[Stored data entries]
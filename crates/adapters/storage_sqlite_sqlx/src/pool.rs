//! `SQLite` connection pool setup and migration runner.

use std::str::FromStr;

use sqlx::SqlitePool;
use sqlx::sqlite::SqliteConnectOptions;

use crate::error::StorageError;

/// Configuration for the `SQLite` storage adapter.
pub struct Config {
    /// `SQLite` connection URL (e.g. `sqlite:testmon.db` or `sqlite::memory:`).
    pub database_url: String,
}

impl Config {
    /// Read configuration from environment variables.
    ///
    /// # Errors
    ///
    /// Returns an error if `TESTMON_DATABASE_URL` is not set.
    pub fn from_env() -> Result<Self, std::env::VarError> {
        Ok(Self {
            database_url: std::env::var("TESTMON_DATABASE_URL")?,
        })
    }

    /// Build a [`Database`] from this configuration.
    ///
    /// Creates the connection pool, creates the database file if missing,
    /// and runs all pending migrations.
    ///
    /// # Errors
    ///
    /// Returns [`StorageError`] if the connection or migrations fail.
    pub async fn build(self) -> Result<Database, StorageError> {
        Database::initialize(&self.database_url).await
    }
}

/// Holds the `SQLite` connection pool and provides access to it.
pub struct Database {
    pool: SqlitePool,
}

impl Database {
    /// Connect to the database and run migrations.
    ///
    /// Foreign keys are enabled explicitly: metric rows must never
    /// outlive the session or machine they reference.
    async fn initialize(database_url: &str) -> Result<Self, StorageError> {
        let options = SqliteConnectOptions::from_str(database_url)?
            .create_if_missing(true)
            .foreign_keys(true);

        let pool = SqlitePool::connect_with(options).await?;

        sqlx::migrate!("./migrations").run(&pool).await?;

        Ok(Self { pool })
    }

    /// Borrow the underlying connection pool.
    #[must_use]
    pub fn pool(&self) -> &SqlitePool {
        &self.pool
    }
}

### Your objective
The line with "Configuration for the", the last line of the data above, and every line between them should be duplicated exactly, with nothing else.

### Exercise solution
/// Configuration for the `SQLite` storage adapter.
pub struct Config {
    /// `SQLite` connection URL (e.g. `sqlite:testmon.db` or `sqlite::memory:`).
    pub database_url: String,
}

impl Config {
    /// Read configuration from environment variables.
    ///
    /// # Errors
    ///
    /// Returns an error if `TESTMON_DATABASE_URL` is not set.
    pub fn from_env() -> Result<Self, std::env::VarError> {
        Ok(Self {
            database_url: std::env::var("TESTMON_DATABASE_URL")?,
        })
    }

    /// Build a [`Database`] from this configuration.
    ///
    /// Creates the connection pool, creates the database file if missing,
    /// and runs all pending migrations.
    ///
    /// # Errors
    ///
    /// Returns [`StorageError`] if the connection or migrations fail.
    pub async fn build(self) -> Result<Database, StorageError> {
        Database::initialize(&self.database_url).await
    }
}

/// Holds the `SQLite` connection pool and provides access to it.
pub struct Database {
    pool: SqlitePool,
}

impl Database {
    /// Connect to the database and run migrations.
    ///
    /// Foreign keys are enabled explicitly: metric rows must never
    /// outlive the session or machine they reference.
    async fn initialize(database_url: &str) -> Result<Self, StorageError> {
        let options = SqliteConnectOptions::from_str(database_url)?
            .create_if_missing(true)
            .foreign_keys(true);

        let pool = SqlitePool::connect_with(options).await?;

        sqlx::migrate!("./migrations").run(&pool).await?;

        Ok(Self { pool })
    }

    /// Borrow the underlying connection pool.
    #[must_use]
    pub fn pool(&self) -> &SqlitePool {
        &self.pool
    }
}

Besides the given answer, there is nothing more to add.